**Exercise aim:**
Where a line contains the word "repeat", copy that line from the records below.

**Extracted material:**

:::

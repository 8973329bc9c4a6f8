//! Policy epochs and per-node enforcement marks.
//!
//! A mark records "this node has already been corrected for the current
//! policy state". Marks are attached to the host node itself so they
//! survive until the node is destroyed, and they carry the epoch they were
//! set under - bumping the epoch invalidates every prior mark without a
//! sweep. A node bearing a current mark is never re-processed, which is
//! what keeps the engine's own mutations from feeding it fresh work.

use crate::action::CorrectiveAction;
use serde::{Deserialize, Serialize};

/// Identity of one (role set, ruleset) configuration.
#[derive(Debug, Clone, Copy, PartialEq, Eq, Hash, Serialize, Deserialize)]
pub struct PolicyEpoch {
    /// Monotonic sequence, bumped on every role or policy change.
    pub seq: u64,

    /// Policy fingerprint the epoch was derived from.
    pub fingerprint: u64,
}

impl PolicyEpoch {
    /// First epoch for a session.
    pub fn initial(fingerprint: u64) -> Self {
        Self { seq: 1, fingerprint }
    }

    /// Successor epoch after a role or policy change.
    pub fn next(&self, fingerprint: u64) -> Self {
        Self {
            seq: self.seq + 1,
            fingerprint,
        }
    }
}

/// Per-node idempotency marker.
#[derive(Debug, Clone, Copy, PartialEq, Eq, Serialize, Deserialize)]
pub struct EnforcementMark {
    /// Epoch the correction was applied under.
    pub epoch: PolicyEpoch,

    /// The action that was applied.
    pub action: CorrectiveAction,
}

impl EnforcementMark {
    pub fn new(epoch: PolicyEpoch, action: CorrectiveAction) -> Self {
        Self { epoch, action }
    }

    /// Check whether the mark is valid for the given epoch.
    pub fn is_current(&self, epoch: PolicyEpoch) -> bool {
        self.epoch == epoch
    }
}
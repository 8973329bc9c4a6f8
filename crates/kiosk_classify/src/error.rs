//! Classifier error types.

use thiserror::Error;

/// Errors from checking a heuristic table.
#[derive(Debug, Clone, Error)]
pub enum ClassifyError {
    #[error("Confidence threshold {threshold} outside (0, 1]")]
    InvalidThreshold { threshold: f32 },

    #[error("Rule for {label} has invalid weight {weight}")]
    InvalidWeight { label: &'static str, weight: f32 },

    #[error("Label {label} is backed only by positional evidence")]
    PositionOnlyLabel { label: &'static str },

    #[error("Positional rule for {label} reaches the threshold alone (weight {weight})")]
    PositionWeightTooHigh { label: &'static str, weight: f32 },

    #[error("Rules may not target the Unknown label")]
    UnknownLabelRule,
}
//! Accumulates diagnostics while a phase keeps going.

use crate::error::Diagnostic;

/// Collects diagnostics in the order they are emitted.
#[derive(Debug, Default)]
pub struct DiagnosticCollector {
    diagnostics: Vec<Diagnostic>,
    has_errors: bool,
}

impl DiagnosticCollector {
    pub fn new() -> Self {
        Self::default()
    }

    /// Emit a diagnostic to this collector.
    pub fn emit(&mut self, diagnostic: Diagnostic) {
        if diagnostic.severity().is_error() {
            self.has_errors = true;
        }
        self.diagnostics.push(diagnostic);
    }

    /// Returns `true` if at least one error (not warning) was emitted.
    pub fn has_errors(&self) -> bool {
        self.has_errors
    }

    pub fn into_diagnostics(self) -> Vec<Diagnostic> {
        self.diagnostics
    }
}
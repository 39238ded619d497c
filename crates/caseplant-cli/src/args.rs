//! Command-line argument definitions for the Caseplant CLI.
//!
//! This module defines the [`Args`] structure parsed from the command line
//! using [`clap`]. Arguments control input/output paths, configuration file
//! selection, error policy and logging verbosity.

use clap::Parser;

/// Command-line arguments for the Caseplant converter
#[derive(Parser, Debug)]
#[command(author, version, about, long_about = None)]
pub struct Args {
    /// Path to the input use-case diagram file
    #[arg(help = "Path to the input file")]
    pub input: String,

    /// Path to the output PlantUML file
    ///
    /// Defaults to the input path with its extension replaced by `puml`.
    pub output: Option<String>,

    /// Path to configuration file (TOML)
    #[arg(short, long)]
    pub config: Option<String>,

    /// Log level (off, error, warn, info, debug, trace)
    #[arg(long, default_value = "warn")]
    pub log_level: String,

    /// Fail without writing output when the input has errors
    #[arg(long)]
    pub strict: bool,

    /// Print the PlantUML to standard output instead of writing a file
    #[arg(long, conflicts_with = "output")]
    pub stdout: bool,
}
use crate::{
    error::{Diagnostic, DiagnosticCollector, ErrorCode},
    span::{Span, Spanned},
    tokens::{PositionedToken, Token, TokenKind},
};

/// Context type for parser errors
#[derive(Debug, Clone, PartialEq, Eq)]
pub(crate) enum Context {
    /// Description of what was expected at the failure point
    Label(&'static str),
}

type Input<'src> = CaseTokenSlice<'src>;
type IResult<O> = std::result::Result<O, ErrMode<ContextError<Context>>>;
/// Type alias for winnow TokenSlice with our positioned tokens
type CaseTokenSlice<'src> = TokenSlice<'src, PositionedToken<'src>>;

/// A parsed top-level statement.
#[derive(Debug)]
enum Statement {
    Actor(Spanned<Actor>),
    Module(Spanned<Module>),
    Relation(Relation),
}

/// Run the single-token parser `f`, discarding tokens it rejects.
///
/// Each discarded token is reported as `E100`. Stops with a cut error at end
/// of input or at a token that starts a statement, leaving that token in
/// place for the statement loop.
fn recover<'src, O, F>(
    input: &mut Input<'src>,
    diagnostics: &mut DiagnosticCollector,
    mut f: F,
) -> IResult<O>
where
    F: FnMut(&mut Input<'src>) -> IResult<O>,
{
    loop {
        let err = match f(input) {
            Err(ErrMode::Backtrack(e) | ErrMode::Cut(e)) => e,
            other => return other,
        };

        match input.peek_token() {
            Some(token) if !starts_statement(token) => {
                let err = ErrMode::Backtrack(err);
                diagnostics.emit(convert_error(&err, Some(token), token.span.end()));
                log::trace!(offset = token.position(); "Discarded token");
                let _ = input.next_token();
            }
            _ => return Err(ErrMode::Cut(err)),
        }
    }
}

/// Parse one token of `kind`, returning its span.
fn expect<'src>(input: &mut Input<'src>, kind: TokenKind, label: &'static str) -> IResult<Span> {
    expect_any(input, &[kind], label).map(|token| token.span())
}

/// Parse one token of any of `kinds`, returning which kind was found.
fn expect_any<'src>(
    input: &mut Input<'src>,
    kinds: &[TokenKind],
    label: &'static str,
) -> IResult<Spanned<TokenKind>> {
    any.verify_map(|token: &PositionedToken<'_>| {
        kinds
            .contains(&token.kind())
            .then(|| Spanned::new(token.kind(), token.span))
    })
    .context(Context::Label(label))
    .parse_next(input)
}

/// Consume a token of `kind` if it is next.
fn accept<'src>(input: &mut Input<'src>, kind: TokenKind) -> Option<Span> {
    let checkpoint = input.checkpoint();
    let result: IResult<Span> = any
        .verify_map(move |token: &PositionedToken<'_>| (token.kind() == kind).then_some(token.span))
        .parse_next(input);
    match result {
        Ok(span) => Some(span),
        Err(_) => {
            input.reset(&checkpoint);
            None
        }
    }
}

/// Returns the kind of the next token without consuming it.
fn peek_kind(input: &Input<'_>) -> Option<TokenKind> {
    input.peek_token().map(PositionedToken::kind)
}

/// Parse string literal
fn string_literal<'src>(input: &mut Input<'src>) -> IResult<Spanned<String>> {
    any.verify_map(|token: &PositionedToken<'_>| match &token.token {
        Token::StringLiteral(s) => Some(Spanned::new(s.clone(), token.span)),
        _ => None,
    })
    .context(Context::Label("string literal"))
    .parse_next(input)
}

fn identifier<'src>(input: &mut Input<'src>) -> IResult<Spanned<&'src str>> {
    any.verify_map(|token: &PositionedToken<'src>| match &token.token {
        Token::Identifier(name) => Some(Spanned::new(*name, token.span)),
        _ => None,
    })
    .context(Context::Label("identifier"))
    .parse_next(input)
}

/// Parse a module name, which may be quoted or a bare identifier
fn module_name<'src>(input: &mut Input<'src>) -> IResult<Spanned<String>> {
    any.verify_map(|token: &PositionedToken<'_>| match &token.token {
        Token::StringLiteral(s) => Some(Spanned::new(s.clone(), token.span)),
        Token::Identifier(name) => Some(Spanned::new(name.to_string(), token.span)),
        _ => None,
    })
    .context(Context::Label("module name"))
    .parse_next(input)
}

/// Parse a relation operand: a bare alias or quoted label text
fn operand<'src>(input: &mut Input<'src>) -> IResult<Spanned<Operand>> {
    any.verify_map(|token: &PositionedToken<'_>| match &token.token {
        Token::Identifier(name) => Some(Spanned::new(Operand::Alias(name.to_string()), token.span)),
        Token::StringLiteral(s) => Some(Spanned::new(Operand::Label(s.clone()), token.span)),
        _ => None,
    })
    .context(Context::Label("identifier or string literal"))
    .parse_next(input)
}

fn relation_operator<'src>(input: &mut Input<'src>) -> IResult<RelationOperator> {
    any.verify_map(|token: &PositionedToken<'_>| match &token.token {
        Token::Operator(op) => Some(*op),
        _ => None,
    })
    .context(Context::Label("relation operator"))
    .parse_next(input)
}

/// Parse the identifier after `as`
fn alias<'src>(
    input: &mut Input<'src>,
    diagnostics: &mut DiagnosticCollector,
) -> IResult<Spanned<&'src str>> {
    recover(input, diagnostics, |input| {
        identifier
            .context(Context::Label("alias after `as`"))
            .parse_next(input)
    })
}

:::

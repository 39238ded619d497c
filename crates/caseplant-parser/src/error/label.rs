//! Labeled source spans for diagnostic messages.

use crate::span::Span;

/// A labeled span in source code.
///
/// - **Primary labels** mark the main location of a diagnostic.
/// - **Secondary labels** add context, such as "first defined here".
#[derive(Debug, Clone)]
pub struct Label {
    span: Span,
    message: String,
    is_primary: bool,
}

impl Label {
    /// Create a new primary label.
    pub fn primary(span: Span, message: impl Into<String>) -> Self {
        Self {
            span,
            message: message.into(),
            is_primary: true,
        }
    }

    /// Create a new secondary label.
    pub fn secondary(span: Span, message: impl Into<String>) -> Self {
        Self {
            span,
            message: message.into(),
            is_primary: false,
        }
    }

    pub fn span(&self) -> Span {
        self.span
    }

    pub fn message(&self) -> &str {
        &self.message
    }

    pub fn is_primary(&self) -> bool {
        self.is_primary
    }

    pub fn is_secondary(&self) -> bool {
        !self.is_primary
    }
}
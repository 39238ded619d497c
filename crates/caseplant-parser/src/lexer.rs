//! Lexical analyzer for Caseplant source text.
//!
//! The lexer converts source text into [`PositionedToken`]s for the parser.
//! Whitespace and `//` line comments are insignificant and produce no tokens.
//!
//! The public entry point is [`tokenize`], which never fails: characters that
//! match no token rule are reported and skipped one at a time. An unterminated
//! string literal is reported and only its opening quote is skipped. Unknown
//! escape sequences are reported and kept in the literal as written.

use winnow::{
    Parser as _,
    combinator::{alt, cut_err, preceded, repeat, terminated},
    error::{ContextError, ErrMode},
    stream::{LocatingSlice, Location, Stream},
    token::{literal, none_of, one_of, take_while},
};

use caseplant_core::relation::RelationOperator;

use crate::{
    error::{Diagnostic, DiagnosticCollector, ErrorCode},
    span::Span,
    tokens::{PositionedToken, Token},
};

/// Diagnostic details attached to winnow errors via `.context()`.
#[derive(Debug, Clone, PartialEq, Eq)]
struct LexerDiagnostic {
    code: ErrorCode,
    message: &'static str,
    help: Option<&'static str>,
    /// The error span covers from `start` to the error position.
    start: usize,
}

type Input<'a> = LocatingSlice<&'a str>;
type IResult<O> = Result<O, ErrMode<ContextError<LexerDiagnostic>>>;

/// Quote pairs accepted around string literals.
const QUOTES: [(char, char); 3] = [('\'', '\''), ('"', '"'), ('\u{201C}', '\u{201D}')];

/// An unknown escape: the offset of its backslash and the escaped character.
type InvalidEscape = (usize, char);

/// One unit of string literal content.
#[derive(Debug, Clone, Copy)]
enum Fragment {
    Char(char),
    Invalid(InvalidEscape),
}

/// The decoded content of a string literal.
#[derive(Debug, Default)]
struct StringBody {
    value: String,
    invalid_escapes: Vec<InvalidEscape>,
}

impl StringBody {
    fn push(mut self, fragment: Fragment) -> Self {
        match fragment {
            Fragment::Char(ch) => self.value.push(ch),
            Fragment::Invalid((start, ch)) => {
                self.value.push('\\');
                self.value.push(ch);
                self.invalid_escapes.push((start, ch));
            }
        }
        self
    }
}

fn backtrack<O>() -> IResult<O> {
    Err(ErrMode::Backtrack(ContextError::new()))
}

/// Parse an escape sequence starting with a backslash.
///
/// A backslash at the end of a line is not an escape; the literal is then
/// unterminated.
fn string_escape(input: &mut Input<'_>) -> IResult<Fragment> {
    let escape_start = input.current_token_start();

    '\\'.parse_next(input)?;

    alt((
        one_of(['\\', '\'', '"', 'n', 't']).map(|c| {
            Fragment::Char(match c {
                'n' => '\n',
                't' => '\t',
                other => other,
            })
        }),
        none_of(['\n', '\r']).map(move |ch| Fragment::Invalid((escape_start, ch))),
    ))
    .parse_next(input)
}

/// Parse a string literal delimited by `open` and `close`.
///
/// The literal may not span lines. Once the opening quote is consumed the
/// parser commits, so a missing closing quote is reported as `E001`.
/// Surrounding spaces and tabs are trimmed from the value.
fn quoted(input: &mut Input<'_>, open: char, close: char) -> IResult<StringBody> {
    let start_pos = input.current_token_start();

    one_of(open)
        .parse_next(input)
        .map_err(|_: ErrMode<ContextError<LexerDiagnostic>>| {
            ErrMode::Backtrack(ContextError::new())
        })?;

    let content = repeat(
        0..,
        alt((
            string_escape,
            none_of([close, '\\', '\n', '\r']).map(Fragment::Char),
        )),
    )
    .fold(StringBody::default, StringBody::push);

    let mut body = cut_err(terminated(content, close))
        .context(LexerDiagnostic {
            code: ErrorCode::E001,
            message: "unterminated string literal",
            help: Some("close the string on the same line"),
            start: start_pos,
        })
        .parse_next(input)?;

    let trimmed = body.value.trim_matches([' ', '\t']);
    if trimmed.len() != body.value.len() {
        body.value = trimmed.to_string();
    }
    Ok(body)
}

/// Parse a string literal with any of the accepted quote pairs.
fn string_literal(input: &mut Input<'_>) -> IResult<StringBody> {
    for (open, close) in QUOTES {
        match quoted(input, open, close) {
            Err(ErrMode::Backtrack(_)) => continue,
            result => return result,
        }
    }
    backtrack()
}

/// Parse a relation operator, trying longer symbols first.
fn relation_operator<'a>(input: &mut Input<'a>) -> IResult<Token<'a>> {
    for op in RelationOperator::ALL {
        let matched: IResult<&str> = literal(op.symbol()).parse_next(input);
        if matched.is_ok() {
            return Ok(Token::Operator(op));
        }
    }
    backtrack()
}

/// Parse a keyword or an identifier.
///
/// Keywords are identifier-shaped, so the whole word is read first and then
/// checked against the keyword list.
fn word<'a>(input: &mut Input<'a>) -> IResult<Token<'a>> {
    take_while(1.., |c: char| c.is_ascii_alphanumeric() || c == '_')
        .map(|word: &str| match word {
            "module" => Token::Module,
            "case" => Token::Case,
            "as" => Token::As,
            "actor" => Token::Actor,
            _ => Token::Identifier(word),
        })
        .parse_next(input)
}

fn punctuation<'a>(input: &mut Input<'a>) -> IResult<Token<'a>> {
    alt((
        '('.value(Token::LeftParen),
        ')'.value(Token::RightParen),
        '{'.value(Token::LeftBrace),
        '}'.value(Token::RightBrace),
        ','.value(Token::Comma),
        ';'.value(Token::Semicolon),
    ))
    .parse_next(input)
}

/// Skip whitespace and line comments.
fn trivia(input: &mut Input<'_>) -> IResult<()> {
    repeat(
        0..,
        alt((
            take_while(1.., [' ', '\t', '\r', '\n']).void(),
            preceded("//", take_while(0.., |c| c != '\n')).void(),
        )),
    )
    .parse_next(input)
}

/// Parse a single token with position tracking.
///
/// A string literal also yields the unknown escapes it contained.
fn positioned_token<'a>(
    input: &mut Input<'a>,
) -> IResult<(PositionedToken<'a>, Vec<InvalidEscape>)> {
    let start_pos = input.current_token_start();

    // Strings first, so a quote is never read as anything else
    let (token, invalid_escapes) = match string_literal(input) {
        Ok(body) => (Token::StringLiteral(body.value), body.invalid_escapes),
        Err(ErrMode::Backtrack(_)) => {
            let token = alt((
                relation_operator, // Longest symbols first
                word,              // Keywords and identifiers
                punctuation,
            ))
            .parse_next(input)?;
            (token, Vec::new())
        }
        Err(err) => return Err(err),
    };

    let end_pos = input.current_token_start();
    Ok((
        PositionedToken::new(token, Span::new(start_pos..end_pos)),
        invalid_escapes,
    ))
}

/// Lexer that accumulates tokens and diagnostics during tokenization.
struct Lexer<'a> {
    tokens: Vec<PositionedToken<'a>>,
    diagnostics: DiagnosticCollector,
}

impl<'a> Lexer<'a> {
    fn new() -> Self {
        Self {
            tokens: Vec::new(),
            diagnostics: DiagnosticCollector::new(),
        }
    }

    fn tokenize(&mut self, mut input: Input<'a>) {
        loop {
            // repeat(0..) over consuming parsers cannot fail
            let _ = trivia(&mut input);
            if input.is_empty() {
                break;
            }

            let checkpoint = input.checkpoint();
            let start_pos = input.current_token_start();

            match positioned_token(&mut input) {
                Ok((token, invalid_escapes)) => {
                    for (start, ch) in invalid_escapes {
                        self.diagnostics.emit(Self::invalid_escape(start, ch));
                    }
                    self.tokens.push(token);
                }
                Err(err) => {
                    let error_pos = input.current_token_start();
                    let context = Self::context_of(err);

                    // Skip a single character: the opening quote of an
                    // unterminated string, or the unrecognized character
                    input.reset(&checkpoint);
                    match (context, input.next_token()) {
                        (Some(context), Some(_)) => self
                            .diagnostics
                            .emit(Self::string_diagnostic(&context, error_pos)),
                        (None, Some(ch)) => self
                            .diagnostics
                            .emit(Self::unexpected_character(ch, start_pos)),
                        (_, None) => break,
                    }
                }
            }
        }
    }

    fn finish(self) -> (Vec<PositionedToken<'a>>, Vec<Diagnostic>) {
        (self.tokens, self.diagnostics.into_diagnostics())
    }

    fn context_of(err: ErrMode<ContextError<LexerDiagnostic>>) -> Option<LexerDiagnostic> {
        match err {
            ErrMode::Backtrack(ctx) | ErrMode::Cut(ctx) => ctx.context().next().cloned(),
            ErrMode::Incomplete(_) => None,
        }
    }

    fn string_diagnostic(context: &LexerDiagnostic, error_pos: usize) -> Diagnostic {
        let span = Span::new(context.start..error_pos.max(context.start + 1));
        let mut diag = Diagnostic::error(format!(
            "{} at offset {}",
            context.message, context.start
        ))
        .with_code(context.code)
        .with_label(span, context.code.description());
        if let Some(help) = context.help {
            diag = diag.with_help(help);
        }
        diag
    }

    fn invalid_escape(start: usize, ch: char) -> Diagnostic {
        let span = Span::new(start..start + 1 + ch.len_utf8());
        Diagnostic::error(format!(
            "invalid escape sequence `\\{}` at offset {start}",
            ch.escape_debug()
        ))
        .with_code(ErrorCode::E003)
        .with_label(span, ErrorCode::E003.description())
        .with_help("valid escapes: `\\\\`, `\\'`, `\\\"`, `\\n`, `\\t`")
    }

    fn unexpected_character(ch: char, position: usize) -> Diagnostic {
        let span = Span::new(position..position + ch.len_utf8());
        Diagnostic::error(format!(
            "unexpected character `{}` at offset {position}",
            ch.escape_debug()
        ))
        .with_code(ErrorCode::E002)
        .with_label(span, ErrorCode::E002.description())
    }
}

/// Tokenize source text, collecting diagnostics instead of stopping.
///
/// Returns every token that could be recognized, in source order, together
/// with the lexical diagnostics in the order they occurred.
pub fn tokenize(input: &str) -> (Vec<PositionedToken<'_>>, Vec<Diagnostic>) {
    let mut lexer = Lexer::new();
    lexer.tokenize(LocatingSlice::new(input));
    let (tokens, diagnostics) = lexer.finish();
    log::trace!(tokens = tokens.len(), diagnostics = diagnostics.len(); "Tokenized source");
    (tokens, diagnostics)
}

:::

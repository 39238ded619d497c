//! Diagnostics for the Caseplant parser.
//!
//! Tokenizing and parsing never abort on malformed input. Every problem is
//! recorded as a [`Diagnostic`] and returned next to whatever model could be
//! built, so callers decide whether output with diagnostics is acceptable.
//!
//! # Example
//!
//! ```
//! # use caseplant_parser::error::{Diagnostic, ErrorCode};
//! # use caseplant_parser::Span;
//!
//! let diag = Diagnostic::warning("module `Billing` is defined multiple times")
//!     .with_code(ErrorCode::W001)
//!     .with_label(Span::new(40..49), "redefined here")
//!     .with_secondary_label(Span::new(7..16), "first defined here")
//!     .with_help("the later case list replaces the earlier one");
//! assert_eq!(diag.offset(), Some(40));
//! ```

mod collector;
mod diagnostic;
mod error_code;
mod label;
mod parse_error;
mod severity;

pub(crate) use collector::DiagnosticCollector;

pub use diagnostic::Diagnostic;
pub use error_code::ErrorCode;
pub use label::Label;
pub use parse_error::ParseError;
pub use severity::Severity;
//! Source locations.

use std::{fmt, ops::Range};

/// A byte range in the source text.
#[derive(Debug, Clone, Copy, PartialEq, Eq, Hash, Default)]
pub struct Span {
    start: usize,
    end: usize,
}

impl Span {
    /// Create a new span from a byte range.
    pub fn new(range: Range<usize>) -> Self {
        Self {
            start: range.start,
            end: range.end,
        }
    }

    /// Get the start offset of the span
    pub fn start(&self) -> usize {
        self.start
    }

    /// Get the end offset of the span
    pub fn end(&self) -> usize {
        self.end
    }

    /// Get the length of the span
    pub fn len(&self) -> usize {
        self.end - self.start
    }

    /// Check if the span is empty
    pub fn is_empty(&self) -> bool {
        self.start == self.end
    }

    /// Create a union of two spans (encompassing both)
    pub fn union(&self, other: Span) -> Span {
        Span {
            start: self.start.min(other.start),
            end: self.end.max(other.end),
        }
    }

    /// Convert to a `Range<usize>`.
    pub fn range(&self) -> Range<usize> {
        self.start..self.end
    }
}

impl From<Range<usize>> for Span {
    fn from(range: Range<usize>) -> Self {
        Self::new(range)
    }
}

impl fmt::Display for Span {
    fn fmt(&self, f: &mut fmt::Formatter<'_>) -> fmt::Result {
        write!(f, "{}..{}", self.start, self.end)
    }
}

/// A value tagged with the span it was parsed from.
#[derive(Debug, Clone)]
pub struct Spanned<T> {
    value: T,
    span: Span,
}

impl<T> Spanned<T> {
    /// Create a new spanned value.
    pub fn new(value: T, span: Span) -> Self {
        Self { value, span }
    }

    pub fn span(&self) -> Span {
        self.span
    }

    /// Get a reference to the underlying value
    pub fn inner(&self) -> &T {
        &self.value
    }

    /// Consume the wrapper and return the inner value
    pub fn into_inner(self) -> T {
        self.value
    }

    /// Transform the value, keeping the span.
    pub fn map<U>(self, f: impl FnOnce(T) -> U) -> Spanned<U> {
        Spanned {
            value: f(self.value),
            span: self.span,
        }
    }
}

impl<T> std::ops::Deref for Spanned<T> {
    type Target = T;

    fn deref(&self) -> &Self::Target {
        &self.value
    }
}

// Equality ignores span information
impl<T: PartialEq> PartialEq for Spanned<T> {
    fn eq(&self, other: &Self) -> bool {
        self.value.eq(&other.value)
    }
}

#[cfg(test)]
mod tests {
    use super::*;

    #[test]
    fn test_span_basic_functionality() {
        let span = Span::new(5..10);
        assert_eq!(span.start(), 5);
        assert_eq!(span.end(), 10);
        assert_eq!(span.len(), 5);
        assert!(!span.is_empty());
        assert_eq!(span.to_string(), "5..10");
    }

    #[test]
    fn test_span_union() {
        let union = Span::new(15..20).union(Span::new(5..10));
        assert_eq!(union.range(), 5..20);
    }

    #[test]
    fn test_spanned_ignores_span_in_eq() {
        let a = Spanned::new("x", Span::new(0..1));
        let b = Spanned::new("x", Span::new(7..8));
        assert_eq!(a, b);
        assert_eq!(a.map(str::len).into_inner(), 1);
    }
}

:::

**Answer:**
    combinator::{alt, cut_err, preceded, repeat, terminated},
    let content = repeat(
    repeat(
            // repeat(0..) over consuming parsers cannot fail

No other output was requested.